>>>
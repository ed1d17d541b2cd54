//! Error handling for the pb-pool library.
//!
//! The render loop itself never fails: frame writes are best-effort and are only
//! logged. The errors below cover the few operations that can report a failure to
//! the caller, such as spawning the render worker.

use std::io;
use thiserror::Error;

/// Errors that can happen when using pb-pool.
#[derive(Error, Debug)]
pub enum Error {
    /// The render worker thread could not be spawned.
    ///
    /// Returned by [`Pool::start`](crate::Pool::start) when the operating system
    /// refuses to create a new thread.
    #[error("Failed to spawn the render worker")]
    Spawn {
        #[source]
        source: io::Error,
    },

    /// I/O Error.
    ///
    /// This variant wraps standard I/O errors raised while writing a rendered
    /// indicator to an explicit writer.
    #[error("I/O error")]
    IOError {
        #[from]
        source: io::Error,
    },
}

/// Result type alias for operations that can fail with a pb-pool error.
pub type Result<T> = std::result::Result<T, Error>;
<<<
>>>
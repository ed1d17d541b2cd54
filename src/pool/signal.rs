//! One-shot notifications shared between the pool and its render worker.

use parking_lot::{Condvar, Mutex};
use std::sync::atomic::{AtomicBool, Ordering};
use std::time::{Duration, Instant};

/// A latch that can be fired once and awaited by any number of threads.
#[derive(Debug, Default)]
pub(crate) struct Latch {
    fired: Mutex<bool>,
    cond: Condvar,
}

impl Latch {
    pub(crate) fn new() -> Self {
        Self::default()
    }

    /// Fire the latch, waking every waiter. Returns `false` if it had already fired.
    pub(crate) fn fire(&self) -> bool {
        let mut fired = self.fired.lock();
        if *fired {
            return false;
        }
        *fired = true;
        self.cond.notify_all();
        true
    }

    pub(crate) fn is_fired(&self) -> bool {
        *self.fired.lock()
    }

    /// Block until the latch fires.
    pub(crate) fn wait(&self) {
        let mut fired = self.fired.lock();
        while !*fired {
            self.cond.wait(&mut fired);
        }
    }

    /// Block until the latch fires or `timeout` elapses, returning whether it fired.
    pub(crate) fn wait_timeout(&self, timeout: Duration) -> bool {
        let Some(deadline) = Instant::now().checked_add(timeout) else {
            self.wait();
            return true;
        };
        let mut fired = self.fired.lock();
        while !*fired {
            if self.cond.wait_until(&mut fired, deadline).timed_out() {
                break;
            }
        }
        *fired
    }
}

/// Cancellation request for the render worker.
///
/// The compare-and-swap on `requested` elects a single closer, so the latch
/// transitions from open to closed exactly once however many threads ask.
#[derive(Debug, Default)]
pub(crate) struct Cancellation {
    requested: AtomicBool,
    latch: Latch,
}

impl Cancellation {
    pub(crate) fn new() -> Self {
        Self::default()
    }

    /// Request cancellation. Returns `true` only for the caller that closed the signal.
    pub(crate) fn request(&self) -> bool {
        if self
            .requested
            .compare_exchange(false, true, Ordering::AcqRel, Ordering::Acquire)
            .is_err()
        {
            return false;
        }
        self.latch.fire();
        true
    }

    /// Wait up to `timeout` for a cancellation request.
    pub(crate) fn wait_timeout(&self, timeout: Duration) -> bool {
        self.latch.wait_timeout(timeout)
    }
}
<<<
>>>
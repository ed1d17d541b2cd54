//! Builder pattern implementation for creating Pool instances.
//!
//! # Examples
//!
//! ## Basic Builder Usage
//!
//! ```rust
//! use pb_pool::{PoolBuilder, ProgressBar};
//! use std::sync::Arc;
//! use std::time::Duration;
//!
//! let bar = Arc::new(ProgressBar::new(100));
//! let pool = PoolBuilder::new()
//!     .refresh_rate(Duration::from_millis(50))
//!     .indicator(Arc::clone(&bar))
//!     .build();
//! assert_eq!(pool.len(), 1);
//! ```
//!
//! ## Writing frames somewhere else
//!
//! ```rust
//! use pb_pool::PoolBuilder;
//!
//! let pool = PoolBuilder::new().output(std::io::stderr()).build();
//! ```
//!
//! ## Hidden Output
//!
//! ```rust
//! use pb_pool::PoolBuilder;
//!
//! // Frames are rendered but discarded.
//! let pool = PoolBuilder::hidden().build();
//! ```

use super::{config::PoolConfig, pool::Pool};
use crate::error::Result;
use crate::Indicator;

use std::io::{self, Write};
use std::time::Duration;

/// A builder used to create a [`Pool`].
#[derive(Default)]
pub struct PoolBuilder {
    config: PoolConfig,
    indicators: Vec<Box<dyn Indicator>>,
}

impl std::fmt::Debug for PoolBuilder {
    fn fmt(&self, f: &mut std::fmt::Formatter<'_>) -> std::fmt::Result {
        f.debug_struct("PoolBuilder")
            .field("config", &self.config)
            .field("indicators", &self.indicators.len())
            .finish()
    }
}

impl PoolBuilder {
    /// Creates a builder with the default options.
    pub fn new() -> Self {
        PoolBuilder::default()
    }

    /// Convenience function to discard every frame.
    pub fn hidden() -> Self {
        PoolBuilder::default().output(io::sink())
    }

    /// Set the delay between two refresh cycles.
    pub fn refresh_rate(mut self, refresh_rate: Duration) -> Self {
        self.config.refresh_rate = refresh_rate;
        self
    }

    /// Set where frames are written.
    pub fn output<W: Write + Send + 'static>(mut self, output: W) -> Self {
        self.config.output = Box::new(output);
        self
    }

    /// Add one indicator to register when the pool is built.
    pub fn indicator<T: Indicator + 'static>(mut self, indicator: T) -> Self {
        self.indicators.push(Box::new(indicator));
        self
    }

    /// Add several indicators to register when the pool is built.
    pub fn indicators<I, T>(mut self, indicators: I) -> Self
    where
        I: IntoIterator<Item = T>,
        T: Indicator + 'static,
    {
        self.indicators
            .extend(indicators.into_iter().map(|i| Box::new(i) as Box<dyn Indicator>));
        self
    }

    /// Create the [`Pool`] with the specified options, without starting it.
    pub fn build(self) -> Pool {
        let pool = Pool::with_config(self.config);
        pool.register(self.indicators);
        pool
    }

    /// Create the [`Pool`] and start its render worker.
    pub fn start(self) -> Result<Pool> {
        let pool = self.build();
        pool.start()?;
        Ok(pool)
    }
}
<<<
__TASK INSTRUCTIONS__.
Within the records above, how many lines include the word "threads"? Only the number is wanted.

__YOUR SOLUTION__.
2